Segment Start: SOURCE MATERIAL

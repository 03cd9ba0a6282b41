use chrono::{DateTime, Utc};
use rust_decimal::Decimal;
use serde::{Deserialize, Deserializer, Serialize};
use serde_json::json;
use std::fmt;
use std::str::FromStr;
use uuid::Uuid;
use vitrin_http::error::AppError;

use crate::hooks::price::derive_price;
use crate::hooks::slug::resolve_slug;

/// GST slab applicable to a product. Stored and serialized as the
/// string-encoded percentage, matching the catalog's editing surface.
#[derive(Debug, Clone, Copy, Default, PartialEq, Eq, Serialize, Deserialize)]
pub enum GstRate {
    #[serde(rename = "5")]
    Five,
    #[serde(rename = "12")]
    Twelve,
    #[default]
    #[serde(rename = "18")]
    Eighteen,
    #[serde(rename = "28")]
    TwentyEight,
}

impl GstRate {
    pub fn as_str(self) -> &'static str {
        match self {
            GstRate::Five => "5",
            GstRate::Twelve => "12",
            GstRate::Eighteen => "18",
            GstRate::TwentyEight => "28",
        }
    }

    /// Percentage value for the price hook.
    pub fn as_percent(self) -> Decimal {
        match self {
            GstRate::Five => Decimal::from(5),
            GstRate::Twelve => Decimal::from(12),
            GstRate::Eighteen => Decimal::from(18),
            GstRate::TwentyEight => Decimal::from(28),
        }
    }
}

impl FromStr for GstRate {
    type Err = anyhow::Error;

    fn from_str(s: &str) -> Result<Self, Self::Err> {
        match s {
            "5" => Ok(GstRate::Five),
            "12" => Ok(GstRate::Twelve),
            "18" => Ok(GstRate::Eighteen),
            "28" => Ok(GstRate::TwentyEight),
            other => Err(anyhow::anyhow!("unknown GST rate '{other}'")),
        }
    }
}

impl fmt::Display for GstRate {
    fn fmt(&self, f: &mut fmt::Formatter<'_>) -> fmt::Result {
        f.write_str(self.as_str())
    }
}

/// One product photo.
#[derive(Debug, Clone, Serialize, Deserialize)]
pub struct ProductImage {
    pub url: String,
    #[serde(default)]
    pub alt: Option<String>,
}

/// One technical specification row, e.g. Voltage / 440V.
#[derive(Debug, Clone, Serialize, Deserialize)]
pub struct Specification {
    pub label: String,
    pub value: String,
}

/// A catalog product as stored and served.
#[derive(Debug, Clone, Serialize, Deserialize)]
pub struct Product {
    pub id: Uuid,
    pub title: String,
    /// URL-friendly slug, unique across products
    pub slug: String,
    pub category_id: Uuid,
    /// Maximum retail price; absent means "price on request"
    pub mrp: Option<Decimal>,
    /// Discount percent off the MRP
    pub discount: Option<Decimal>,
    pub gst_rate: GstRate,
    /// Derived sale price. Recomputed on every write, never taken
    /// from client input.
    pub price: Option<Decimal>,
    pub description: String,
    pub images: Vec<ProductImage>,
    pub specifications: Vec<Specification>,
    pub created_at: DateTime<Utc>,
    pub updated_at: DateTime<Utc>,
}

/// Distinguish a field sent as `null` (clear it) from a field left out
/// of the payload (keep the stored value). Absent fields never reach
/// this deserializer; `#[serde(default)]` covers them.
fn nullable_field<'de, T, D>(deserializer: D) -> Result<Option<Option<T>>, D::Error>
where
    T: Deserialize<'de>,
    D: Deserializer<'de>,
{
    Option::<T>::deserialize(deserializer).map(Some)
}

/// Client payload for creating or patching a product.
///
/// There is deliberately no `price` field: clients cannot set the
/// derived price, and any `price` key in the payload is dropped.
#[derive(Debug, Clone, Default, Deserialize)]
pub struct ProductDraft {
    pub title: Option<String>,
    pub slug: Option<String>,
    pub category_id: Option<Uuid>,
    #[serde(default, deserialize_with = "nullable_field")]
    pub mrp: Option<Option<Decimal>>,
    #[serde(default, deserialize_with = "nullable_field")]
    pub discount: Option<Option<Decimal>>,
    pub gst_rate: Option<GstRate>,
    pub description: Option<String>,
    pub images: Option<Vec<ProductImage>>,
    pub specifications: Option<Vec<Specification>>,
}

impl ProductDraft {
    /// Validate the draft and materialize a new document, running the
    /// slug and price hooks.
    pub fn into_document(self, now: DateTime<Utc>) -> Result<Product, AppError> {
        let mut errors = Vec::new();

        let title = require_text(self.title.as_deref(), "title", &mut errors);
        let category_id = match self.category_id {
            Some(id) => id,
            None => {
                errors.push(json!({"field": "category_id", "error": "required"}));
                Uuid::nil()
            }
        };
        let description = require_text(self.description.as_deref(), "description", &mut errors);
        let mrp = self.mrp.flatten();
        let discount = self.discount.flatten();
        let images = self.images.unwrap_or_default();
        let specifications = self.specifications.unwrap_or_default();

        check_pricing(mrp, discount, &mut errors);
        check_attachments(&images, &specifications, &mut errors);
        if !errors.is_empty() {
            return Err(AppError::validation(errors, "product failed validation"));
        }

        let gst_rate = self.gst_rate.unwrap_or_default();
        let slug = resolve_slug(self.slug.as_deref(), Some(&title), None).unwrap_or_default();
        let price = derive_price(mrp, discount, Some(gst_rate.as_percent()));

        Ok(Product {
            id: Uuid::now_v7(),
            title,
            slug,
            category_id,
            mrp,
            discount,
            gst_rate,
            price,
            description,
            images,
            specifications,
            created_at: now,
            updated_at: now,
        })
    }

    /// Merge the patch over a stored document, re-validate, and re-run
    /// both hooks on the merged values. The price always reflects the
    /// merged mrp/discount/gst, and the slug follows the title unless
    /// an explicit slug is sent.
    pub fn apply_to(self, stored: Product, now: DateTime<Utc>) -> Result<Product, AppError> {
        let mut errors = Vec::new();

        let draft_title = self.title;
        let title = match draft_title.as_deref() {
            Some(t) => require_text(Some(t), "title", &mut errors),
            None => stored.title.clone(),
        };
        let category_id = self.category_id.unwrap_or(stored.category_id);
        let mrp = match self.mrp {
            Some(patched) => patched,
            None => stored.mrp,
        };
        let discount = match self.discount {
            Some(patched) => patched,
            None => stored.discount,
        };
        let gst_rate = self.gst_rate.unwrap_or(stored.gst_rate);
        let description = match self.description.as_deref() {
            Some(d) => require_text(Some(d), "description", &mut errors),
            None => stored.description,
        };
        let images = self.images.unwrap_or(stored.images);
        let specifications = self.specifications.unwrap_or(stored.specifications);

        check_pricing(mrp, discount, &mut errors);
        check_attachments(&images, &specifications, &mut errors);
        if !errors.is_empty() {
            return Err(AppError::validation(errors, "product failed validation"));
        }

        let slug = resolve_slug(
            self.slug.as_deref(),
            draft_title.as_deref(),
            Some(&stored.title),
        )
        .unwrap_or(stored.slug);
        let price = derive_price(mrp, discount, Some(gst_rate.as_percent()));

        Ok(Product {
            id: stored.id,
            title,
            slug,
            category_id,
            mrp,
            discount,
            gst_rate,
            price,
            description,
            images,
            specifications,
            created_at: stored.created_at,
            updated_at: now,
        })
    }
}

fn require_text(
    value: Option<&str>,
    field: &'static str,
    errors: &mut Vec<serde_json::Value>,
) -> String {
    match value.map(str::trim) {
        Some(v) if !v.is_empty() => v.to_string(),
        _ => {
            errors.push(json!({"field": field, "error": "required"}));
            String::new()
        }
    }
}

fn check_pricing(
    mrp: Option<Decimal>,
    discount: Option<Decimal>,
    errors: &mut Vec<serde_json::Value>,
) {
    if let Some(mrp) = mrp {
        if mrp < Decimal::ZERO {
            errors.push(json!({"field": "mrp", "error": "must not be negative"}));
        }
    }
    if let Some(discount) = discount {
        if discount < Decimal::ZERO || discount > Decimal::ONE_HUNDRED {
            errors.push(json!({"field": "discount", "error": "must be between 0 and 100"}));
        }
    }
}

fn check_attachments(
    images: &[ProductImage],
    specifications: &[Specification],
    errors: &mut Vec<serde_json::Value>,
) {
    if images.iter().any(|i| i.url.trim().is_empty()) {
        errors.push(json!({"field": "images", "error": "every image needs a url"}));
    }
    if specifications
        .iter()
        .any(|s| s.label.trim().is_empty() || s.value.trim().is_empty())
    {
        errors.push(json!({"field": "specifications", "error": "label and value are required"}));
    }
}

Segment End: SOURCE MATERIAL
Segment Start: SOURCE MATERIAL

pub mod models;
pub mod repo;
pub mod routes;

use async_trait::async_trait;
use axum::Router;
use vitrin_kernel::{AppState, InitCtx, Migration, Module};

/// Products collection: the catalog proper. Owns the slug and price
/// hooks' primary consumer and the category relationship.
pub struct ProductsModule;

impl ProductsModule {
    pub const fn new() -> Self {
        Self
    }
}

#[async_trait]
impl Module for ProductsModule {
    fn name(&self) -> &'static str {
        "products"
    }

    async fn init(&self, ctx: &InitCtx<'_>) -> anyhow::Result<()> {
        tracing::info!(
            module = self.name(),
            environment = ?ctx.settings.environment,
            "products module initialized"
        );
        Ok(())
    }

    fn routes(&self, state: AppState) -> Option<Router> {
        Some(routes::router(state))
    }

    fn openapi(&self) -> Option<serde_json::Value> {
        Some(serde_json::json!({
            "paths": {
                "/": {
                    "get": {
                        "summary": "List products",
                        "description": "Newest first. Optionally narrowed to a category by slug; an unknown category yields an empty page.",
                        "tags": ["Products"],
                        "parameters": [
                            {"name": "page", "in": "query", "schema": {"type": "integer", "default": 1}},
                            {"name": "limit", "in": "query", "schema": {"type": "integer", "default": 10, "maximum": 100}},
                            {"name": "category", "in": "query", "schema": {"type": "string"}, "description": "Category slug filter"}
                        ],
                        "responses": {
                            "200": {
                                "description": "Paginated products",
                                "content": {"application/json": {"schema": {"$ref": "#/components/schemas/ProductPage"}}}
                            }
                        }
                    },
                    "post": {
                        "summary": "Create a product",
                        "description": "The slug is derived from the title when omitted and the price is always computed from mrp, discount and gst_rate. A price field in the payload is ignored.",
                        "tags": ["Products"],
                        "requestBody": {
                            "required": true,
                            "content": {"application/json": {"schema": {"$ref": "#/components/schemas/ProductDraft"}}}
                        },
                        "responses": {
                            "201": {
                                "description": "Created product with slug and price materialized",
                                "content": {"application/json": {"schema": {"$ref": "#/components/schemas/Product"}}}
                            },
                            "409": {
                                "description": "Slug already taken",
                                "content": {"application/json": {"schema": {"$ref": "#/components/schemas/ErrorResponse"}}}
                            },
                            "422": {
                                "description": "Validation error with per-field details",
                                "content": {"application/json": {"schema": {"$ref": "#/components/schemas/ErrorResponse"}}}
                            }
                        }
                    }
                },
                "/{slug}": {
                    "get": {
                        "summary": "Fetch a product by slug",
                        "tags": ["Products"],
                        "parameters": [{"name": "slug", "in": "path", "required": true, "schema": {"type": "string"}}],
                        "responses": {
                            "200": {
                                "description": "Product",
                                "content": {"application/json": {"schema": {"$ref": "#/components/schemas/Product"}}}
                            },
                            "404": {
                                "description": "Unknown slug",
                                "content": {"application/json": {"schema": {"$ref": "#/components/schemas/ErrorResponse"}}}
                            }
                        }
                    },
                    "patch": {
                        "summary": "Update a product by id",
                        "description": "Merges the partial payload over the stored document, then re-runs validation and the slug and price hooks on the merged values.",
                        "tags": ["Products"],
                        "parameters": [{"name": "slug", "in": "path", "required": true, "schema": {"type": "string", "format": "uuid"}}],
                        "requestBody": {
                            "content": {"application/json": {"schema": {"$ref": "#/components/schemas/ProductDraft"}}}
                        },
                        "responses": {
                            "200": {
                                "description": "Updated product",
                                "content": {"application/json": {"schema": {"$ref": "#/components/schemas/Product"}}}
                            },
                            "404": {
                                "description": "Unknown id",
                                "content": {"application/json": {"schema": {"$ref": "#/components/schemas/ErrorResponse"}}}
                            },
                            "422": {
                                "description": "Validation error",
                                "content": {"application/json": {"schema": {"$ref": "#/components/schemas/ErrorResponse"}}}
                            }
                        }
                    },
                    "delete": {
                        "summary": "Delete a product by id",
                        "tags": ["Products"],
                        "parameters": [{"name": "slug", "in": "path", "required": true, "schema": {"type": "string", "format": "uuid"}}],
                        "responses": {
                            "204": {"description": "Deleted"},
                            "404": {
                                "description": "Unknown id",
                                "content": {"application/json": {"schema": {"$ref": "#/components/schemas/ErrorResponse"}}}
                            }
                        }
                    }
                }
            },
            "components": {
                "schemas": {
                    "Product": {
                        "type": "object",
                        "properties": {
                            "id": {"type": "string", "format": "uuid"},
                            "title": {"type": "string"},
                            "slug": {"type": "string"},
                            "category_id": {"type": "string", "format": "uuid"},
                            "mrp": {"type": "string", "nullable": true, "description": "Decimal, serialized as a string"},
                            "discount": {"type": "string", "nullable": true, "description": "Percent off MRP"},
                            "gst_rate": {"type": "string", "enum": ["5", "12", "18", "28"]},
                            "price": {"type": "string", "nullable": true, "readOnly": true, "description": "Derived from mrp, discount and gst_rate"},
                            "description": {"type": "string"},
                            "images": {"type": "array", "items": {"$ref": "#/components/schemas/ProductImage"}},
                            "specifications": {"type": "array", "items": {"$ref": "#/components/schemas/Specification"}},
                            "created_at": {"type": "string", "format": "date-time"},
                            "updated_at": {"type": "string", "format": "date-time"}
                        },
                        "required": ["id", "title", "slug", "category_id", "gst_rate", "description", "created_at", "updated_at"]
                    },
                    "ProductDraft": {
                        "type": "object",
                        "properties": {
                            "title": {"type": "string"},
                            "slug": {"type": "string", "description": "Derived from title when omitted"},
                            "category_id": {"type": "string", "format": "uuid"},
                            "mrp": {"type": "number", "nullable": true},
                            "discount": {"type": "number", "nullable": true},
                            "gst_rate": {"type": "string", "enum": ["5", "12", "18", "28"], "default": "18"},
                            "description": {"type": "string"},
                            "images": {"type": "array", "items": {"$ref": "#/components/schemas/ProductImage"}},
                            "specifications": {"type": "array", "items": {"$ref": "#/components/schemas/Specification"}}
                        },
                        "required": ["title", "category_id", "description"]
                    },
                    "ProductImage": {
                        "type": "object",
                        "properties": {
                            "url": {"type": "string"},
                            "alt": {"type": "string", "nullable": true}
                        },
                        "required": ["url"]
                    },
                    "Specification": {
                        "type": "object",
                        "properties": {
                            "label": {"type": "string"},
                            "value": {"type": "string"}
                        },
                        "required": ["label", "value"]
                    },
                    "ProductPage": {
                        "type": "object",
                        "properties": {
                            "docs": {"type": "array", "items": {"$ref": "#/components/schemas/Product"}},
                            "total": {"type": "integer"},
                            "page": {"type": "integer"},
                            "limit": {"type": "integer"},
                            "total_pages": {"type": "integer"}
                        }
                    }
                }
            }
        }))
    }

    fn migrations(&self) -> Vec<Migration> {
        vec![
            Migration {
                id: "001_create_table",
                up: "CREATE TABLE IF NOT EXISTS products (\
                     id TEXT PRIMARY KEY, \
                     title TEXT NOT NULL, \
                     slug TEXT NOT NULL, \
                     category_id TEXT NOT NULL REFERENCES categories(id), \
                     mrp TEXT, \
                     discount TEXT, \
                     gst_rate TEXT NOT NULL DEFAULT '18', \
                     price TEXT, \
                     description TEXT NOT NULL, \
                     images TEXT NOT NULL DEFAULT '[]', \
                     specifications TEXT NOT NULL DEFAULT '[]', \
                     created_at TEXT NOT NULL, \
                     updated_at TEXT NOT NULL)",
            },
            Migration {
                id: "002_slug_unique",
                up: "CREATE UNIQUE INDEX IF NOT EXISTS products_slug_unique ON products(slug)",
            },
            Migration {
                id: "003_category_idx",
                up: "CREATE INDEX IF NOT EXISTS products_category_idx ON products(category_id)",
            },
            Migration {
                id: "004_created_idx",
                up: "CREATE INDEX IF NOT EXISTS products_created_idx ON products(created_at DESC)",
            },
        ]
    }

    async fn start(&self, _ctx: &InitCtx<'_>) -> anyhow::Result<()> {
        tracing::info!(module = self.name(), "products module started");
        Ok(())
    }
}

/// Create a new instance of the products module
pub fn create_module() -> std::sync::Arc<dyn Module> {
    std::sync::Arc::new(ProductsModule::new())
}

Segment End: SOURCE MATERIAL
Segment Start: SOURCE MATERIAL

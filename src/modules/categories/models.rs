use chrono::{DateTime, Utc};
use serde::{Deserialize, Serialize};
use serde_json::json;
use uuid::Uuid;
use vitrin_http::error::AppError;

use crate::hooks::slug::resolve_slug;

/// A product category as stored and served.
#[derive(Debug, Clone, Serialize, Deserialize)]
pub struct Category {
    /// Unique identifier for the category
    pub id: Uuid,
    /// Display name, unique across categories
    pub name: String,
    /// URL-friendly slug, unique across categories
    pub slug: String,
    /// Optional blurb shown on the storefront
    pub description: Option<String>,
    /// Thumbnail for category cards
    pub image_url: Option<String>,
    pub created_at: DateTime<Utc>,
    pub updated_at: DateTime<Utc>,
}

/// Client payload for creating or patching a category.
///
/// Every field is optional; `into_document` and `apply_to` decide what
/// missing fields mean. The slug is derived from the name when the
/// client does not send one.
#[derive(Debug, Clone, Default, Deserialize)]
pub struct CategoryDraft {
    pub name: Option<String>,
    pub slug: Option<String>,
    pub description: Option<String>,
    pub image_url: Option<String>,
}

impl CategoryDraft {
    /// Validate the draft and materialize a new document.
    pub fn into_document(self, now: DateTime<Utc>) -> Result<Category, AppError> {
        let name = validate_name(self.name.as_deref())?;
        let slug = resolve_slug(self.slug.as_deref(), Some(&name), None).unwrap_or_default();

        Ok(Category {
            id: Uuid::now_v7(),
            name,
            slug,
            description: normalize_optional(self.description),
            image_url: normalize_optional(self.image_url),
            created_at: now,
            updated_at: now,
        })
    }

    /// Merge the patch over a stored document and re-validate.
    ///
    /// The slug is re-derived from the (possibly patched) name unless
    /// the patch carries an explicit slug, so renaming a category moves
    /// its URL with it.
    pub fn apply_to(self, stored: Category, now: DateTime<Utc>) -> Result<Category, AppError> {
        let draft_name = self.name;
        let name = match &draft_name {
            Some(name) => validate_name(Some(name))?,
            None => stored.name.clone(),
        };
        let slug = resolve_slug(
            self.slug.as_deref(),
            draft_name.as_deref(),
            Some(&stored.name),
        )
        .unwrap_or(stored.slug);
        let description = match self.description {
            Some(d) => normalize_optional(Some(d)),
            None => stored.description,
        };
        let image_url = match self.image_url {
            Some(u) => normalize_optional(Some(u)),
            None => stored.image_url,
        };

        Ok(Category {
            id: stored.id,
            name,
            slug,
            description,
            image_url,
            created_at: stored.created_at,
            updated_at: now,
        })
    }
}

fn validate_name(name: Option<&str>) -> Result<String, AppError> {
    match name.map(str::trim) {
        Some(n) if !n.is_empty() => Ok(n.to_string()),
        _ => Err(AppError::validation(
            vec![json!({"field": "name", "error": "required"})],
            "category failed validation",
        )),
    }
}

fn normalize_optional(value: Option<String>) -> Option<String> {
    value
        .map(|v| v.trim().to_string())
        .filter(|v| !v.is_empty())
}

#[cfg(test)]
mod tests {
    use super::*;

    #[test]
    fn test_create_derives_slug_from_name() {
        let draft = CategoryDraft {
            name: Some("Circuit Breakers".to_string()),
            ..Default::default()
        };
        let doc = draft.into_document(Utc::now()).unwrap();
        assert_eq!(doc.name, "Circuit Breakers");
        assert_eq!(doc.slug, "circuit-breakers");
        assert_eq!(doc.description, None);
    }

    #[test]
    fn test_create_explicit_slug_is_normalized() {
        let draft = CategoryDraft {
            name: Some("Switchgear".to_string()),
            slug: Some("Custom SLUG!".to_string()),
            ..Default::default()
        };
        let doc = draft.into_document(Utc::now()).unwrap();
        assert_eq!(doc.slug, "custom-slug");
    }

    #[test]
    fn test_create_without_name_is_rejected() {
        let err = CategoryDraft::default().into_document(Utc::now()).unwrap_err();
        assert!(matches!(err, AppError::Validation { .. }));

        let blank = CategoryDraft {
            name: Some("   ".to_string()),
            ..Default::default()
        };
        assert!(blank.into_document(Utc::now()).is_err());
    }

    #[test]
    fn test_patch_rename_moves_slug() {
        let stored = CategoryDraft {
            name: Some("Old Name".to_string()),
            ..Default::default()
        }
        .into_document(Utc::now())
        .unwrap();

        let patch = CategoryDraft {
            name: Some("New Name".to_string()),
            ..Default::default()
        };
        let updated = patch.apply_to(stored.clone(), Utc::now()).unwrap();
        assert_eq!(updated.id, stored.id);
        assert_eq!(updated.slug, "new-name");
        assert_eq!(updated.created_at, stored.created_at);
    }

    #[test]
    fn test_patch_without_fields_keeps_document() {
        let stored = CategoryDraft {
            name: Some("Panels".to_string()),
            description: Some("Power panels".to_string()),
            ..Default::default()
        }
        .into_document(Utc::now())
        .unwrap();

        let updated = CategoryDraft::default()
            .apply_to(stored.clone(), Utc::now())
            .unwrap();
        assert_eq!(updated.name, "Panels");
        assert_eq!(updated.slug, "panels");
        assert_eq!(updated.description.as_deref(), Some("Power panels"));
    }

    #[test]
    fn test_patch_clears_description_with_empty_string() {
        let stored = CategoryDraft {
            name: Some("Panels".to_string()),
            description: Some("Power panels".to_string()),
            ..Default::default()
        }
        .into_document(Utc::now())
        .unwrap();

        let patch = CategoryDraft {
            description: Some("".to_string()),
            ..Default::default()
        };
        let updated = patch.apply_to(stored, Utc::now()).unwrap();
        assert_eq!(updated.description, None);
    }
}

Segment End: SOURCE MATERIAL

> **YOUR GOAL**: Using the data above, transcribe the lines that run from the line with "repository 03cd9ba0a6282b41" to the line with "use crate::hooks::price::derive_price;", both ends kept, and output nothing else.

> **PROBLEM SOLUTION**:
repository 03cd9ba0a6282b41
use chrono::{DateTime, Utc};
use rust_decimal::Decimal;
use serde::{Deserialize, Deserializer, Serialize};
use serde_json::json;
use std::fmt;
use std::str::FromStr;
use uuid::Uuid;
use vitrin_http::error::AppError;

use crate::hooks::price::derive_price;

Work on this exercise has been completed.